> **RECORD SET**:
use axum::{
    extract::State,
    http::StatusCode,
    response::{IntoResponse, Response},
    routing::get,
    Json, Router,
};
use serde_json::json;
use tokio::time::Instant;
use tracing::{info, warn};

use crate::observability::metrics::get_metrics;
use crate::server::server::AppState;
use crate::sinks::auth_header::AuthHeader;
use crate::sources::oauth2::ClientCredentialsSource;

static ERROR_MSG: &'static str = "error";
static SUCCESS_MSG: &'static str = "success";

/// Passive sink: co-located processes read the managed token over HTTP.
#[derive(Clone)]
pub struct SinkHttpState {
    path: String,
    auth_header: AuthHeader<ClientCredentialsSource>,
}

impl SinkHttpState {
    pub fn new(path: &str, auth_header: AuthHeader<ClientCredentialsSource>) -> Self {
        let path = if path.starts_with('/') {
            path.to_owned()
        } else {
            format!("/{}", path)
        };
        Self { path, auth_header }
    }

    pub fn path(&self) -> &str {
        &self.path
    }

    pub fn router(&self) -> Router<AppState> {
        info!("served token sink path: {}", &self.path);
        Router::new().route(&self.path, get(handle_token_request))
    }
}

async fn handle_token_request(State(state): State<AppState>) -> Response {
    let Some(sink) = state.sink_http_state.as_ref() else {
        return (StatusCode::NOT_FOUND, "not found").into_response();
    };
    let metrics = get_metrics().await;
    let start = Instant::now();

    let result = sink.auth_header.cache().current_token().await;
    metrics
        .sink_duration
        .with_label_values(&[sink.path.as_str()])
        .observe(start.elapsed().as_secs_f64());

    match result {
        Ok(token) => {
            metrics.sink_requests.with_label_values(&[sink.path.as_str(), SUCCESS_MSG]).inc();
            Json(json!({
                "header": sink.auth_header.header_name().as_str(),
                "value": format!("Bearer {}", token),
            }))
            .into_response()
        }
        Err(e) => {
            warn!("token sink {} has no token to serve: {}", sink.path, e);
            metrics.sink_requests.with_label_values(&[sink.path.as_str(), ERROR_MSG]).inc();
            (
                StatusCode::SERVICE_UNAVAILABLE,
                Json(json!({ "error": e.to_string() })),
            )
                .into_response()
        }
    }
}
use chrono::{DateTime, TimeDelta, Utc};
use thiserror::Error;

#[derive(Debug, Error, PartialEq, Eq)]
pub enum InvalidLifetime {
    #[error("token lifetime must be positive, got expires_in={0}")]
    NonPositive(i64),

    #[error("token lifetime is out of range, got expires_in={0}")]
    OutOfRange(i64),
}

/// Access token obtained from the issuer.
///
/// Immutable once built: the cache replaces the whole payload on every
/// successful fetch and never edits one in place.
#[derive(Debug, Clone, PartialEq, Eq)]
pub struct TokenPayload {
    access_token: String,
    expires_in: u64, // seconds
    obtained_at: DateTime<Utc>,
    expires_at: DateTime<Utc>,
}

impl TokenPayload {
    /// Build a payload obtained right now.
    pub fn new(access_token: String, expires_in: i64) -> Result<Self, InvalidLifetime> {
        Self::obtained_at(access_token, expires_in, Utc::now())
    }

    pub fn obtained_at(
        access_token: String,
        expires_in: i64,
        obtained_at: DateTime<Utc>,
    ) -> Result<Self, InvalidLifetime> {
        if expires_in <= 0 {
            return Err(InvalidLifetime::NonPositive(expires_in));
        }
        let expires_at = TimeDelta::try_seconds(expires_in)
            .and_then(|lifetime| obtained_at.checked_add_signed(lifetime))
            .ok_or(InvalidLifetime::OutOfRange(expires_in))?;
        Ok(Self {
            access_token,
            expires_in: expires_in as u64,
            obtained_at,
            expires_at,
        })
    }

    pub fn access_token(&self) -> &str {
        &self.access_token
    }

    pub fn expires_in(&self) -> u64 {
        self.expires_in
    }

    pub fn obtained_at_ts(&self) -> DateTime<Utc> {
        self.obtained_at
    }

    pub fn expires_at(&self) -> DateTime<Utc> {
        self.expires_at
    }

    /// Fresh iff `now < expires_at - skew`.
    pub fn is_fresh(&self, skew: std::time::Duration, now: DateTime<Utc>) -> bool {
        let Ok(skew) = TimeDelta::from_std(skew) else {
            return false;
        };
        match self.expires_at().checked_sub_signed(skew) {
            Some(refresh_at) => now < refresh_at,
            None => false,
        }
    }

    /// Past the real expiry, skew ignored.
    pub fn is_expired(&self, now: DateTime<Utc>) -> bool {
        now >= self.expires_at()
    }
}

> **WORK TO BE COMPLETED**: All lines from the one that contains "std::time::Duration, now: DateTime<Utc>)" through the end of the listing above should be copied exactly, with nothing else.

> **RESPONSE AREA**:
    pub fn is_fresh(&self, skew: std::time::Duration, now: DateTime<Utc>) -> bool {
        let Ok(skew) = TimeDelta::from_std(skew) else {
            return false;
        };
        match self.expires_at().checked_sub_signed(skew) {
            Some(refresh_at) => now < refresh_at,
            None => false,
        }
    }

    /// Past the real expiry, skew ignored.
    pub fn is_expired(&self, now: DateTime<Utc>) -> bool {
        now >= self.expires_at()
    }
}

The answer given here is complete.